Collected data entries
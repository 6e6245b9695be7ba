//! Levenshtein edit distance, memoized per unordered string pair.

use parking_lot::RwLock;
use std::collections::HashMap;
use std::sync::LazyLock;

static DISTANCES: LazyLock<RwLock<HashMap<(String, String), usize>>> =
    LazyLock::new(|| RwLock::new(HashMap::new()));

/// Edit distance between `a` and `b` (insert, delete, substitute cost 1),
/// cached process-wide.
pub fn levenshtein(a: &str, b: &str) -> usize {
    let key = if a <= b {
        (a.to_string(), b.to_string())
    } else {
        (b.to_string(), a.to_string())
    };

    if let Some(d) = DISTANCES.read().get(&key).copied() {
        return d;
    }
    let d = levenshtein_uncached(&key.0, &key.1);
    *DISTANCES.write().entry(key).or_insert(d)
}

/// Number of string pairs currently memoized.
pub fn cached_pairs() -> usize {
    DISTANCES.read().len()
}

pub fn levenshtein_uncached(a: &str, b: &str) -> usize {
    let a_chars: Vec<char> = a.chars().collect();
    let b_chars: Vec<char> = b.chars().collect();

    if a_chars.is_empty() {
        return b_chars.len();
    }
    if b_chars.is_empty() {
        return a_chars.len();
    }

    let mut prev: Vec<usize> = (0..=b_chars.len()).collect();
    let mut curr = vec![0usize; b_chars.len() + 1];

    for (i, a_char) in a_chars.iter().enumerate() {
        curr[0] = i + 1;
        for (j, b_char) in b_chars.iter().enumerate() {
            let cost = if a_char == b_char { 0 } else { 1 };
            curr[j + 1] = (prev[j + 1] + 1).min(curr[j] + 1).min(prev[j] + cost);
        }
        std::mem::swap(&mut prev, &mut curr);
    }

    prev[b_chars.len()]
}

/// `distance / longer_len`, in `[0, 1]`; 0 for two empty strings.
pub fn normalized_distance(a: &str, b: &str) -> f64 {
    let max_len = a.chars().count().max(b.chars().count());
    if max_len == 0 {
        return 0.0;
    }
    levenshtein(a, b) as f64 / max_len as f64
}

▶ _YOUR OBJECTIVE_: The answer must be the line containing "curr[j + 1]" and every line after it through the last line of the records above, repeated exactly.

▶ _RESPONSE TO THIS TASK_:
            curr[j + 1] = (prev[j + 1] + 1).min(curr[j] + 1).min(prev[j] + cost);
        }
        std::mem::swap(&mut prev, &mut curr);
    }

    prev[b_chars.len()]
}

/// `distance / longer_len`, in `[0, 1]`; 0 for two empty strings.
pub fn normalized_distance(a: &str, b: &str) -> f64 {
    let max_len = a.chars().count().max(b.chars().count());
    if max_len == 0 {
        return 0.0;
    }
    levenshtein(a, b) as f64 / max_len as f64
}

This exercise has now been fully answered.